Earlier in her life, mom had worked at Roundup Memorial Hospital as a cook. But now, the hospital had become a chamber of horrors for mom. The nurses were pricking her with needles, the therapists were asking her to do this or do that…and to top it off, a sweater she had gotten for Christmas had been stolen from her room during the night. Mom was perpetually cold. At home, dad had the wood stove burning in the corner of the livingroom and the indoor temperature simmered at about 80 degrees. Still, mom would always be wearing a sweater…about six feet away from the stove. “Willis,” she’d say, “Put another log on the fire.”
When the doctor left her hospital room, I asked mom what she wanted to do. She didn’t say she wanted to be put on hospice. She told me, “I want the second thing the doctor said.” Somehow, it seemed her decision had become “the word that need not be ever uttered.”

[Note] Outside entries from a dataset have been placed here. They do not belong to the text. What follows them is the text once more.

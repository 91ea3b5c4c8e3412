//! One discovery stream, driven by socket readiness, store changes and resend timers

use crate::codec::{write_frame, FrameReader};
use crate::subscription::{AnswerOutcome, Subscription};
use crate::{Result, ServerConfig, ServerError};
use std::collections::BTreeMap;
use std::net::SocketAddr;
use std::sync::Arc;
use tokio::io::AsyncWriteExt;
use tokio::net::tcp::OwnedWriteHalf;
use tokio::net::TcpStream;
use tokio::time::{self, Instant};
use tracing::{debug, error, info, warn};
use uuid::Uuid;
use xds_api::{
    DiscoveryRequest, DiscoveryResponse, ResourceType, ServerMessage, Snapshot, SubscriptionFailure,
};
use xds_core::{ControlPlaneMetrics, ShutdownSignal, SnapshotStore, SnapshotWatch};

pub(crate) struct Session {
    peer: SocketAddr,
    store: Arc<SnapshotStore>,
    config: Arc<ServerConfig>,
    metrics: ControlPlaneMetrics,
    node_id: Option<String>,
    subscriptions: BTreeMap<ResourceType, Subscription>,
}

impl Session {
    pub(crate) fn new(
        peer: SocketAddr,
        store: Arc<SnapshotStore>,
        config: Arc<ServerConfig>,
        metrics: ControlPlaneMetrics,
    ) -> Self {
        Self {
            peer,
            store,
            config,
            metrics,
            node_id: None,
            subscriptions: BTreeMap::new(),
        }
    }

    /// Serve the stream until the peer leaves, an error isolates it, or
    /// shutdown is signalled. Subscription state dies with the session.
    pub(crate) async fn run(mut self, stream: TcpStream, shutdown: ShutdownSignal) {
        self.metrics.discovery_streams_active.inc();
        debug!("Discovery stream opened from {}", self.peer);

        let (read_half, mut write_half) = stream.into_split();
        let mut reader = FrameReader::new(read_half, self.config.max_frame_bytes);

        match self.serve(&mut reader, &mut write_half, shutdown).await {
            Ok(()) => {}
            Err(e) => {
                self.metrics
                    .discovery_stream_errors_total
                    .with_label_values(&[e.kind()])
                    .inc();
                warn!(
                    peer = %self.peer,
                    node = self.node_id.as_deref().unwrap_or("-"),
                    "Closing discovery stream: {}",
                    e
                );
            }
        }

        if let Err(e) = write_half.shutdown().await {
            debug!("Error closing discovery stream to {}: {}", self.peer, e);
        }
        self.metrics.discovery_streams_active.dec();
        info!(
            peer = %self.peer,
            node = self.node_id.as_deref().unwrap_or("-"),
            "Discovery stream closed"
        );
    }

    async fn serve(
        &mut self,
        reader: &mut FrameReader<tokio::net::tcp::OwnedReadHalf>,
        writer: &mut OwnedWriteHalf,
        mut shutdown: ShutdownSignal,
    ) -> Result<()> {
        let mut watch: Option<SnapshotWatch> = None;

        loop {
            let retry_at = self.next_retry();

            tokio::select! {
                _ = shutdown.recv() => {
                    debug!("Shutdown, closing discovery stream to {}", self.peer);
                    return Ok(());
                }
                frame = reader.next_frame::<DiscoveryRequest>() => {
                    let Some(request) = frame? else {
                        debug!("Discovery stream closed by {}", self.peer);
                        return Ok(());
                    };
                    if let Some(failure) = self.on_request(request)? {
                        write_frame(writer, &failure, self.config.push_timeout).await?;
                    }
                    if watch.is_none() {
                        if let Some(node_id) = &self.node_id {
                            watch = Some(self.store.watch(node_id).await);
                        }
                    }
                }
                changed = snapshot_changed(&mut watch) => {
                    if !changed {
                        // The store is gone; nothing more will be published
                        watch = None;
                        continue;
                    }
                }
                _ = sleep_until(retry_at) => {}
            }

            let current = watch.as_mut().and_then(|w| w.borrow_and_update().clone());
            if let Some(snapshot) = current {
                self.push_due(&snapshot, writer).await?;
            }
        }
    }

    fn next_retry(&self) -> Option<Instant> {
        self.subscriptions.values().filter_map(Subscription::retry_at).min()
    }

    /// Apply one request. Returns a message to send when a subscription failed.
    fn on_request(&mut self, request: DiscoveryRequest) -> Result<Option<ServerMessage>> {
        if request.node_id.is_empty() {
            return Err(ServerError::ProtocolViolation("request without node id".to_string()));
        }
        match &self.node_id {
            Some(node_id) if *node_id != request.node_id => {
                return Err(ServerError::ProtocolViolation(format!(
                    "stream bound to node {} received request for node {}",
                    node_id, request.node_id
                )));
            }
            Some(_) => {}
            None => {
                info!(peer = %self.peer, node = %request.node_id, "Discovery stream subscribed");
                self.node_id = Some(request.node_id.clone());
            }
        }

        let resource_type = request.resource_type;

        // A request without a nonce (re)opens the subscription
        if request.response_nonce.is_none() {
            debug!(
                node = %request.node_id,
                "Subscribing to {} with last version {:?}",
                resource_type,
                request.version_info
            );
            self.subscriptions.insert(
                resource_type,
                Subscription::new(resource_type, request.version_info),
            );
            return Ok(None);
        }

        let Some(subscription) = self.subscriptions.get_mut(&resource_type) else {
            debug!("Answer for unsubscribed type {} ignored", resource_type);
            return Ok(None);
        };

        match subscription.on_answer(&request, &self.config.resend, Instant::now()) {
            AnswerOutcome::Acked { version } => {
                debug!(node = %request.node_id, "{} version {} acknowledged", resource_type, version);
                Ok(None)
            }
            AnswerOutcome::Rejected {
                version,
                attempt,
                detail,
            } => {
                self.metrics
                    .discovery_rejections_total
                    .with_label_values(&[resource_type.as_str()])
                    .inc();
                warn!(
                    node = %request.node_id,
                    attempt,
                    "{} version {} rejected: {}",
                    resource_type,
                    version,
                    detail
                );
                Ok(None)
            }
            AnswerOutcome::Failed { version, reason } => {
                self.metrics
                    .discovery_rejections_total
                    .with_label_values(&[resource_type.as_str()])
                    .inc();
                self.metrics
                    .discovery_subscription_failures_total
                    .with_label_values(&[resource_type.as_str()])
                    .inc();
                error!(node = %request.node_id, "{} subscription failed: {}", resource_type, reason);
                self.subscriptions.remove(&resource_type);
                Ok(Some(ServerMessage::SubscriptionFailed(SubscriptionFailure {
                    resource_type,
                    version,
                    reason,
                })))
            }
            AnswerOutcome::StaleNonce => {
                debug!("Answer with outdated nonce for {} ignored", resource_type);
                Ok(None)
            }
        }
    }

    /// Push `snapshot` to every subscription that wants it
    async fn push_due(&mut self, snapshot: &Snapshot, writer: &mut OwnedWriteHalf) -> Result<()> {
        let now = Instant::now();

        for (resource_type, subscription) in self.subscriptions.iter_mut() {
            if !subscription.wants(snapshot.version(), now) {
                continue;
            }

            let response = DiscoveryResponse {
                resource_type: *resource_type,
                version: snapshot.version().to_string(),
                nonce: Uuid::new_v4().to_string(),
                resources: snapshot.resources(*resource_type),
            };
            let nonce = response.nonce.clone();

            write_frame(writer, &ServerMessage::Response(response), self.config.push_timeout).await?;
            subscription.mark_sent(snapshot.version(), nonce);

            self.metrics
                .discovery_pushes_total
                .with_label_values(&[resource_type.as_str()])
                .inc();
            debug!(
                node = self.node_id.as_deref().unwrap_or("-"),
                "Pushed {} version {} ({} resources)",
                resource_type,
                snapshot.version(),
                snapshot.resource_count(*resource_type)
            );
        }

        Ok(())
    }
}

/// Resolves with `true` on a store update, `false` once the store is dropped.
/// Never resolves while no node is bound yet.
async fn snapshot_changed(watch: &mut Option<SnapshotWatch>) -> bool {
    match watch {
        Some(watch) => watch.changed().await.is_ok(),
        None => std::future::pending().await,
    }
}

async fn sleep_until(deadline: Option<Instant>) {
    match deadline {
        Some(deadline) => time::sleep_until(deadline).await,
        None => std::future::pending().await,
    }
}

To mom, it must have seemed like the weight of the world had been lifted from her shoulders. She now knew and accepted that she would be dying, but dying at home, in familiar surroundings. The rest of the day, mom sat in her hospital bed and recounted story after story to me. Some of the stories were about my brothers and sisters and some were about hers. It was as if she wanted to share her most hidden secrets, plus she wanted to tell me exactly how she wanted her memorial service and where she wanted to be buried in the Roundup cemetery…as close to her brother Vern Anderson’s grave as possible.
I signed the hospice papers for my family and the next day, a Friday, mom went home. The nurses appeared, a hospital bed was set up in my parent’s bedroom and – it seemed – the countdown had begun. Normally, someone on hospice is given less than six months to live. Mom would die in the middle of June…early one Monday morning. In the interim, all of her five children had the chance to see her and support her. My middle brother Randy, for instance, literally spent a month sleeping at the foot of my mom’s bed at night waiting on her every need. During the day, my youngest sister Susan was mom’s shadow. After that, we hired ladies to come in and care for mom. These were some of God’s special angels. They would cook for her, read to her, play cards with her, even sing songs to her.
In May, mom celebrated Mother’s Day and among her gifts were yellow roses from my niece Karen, who at the time lived in Seattle , Washington . Mom loved her roses. A couple of days later was mom’s 82nd birthday and she received 82 birthday cards…some from the people now reading this blog. But by the first of June, we knew mom wouldn’t be with us long. It was simply a matter of time.
I brought up the flowers because I want you to know her family is still buying her flowers. Probably like you, we buy our deceased relatives flowers every Memorial Day. For mom, it’s roses. However, the flowers are not only a symbol of our love. But they are a remembrance of a wonderful mother and wife and grandmother and cook and housecleaner and army wife who lived through the Depression, who married a soldier in World War II, who bore six children, five of them who lived, who loved every moment of life and never thought about dying until one afternoon in March sitting in a hospital bed.
But if there’s a point to my story, it’s this. The flowers that will always mean the most are ones we give to our loved ones when they are alive. Don’t wait for Memorial Day to think of buying flowers. Valentines Day, a birthday, an anniversary or just-because-you-care-day…are all the best times to remember our loved ones with flowers.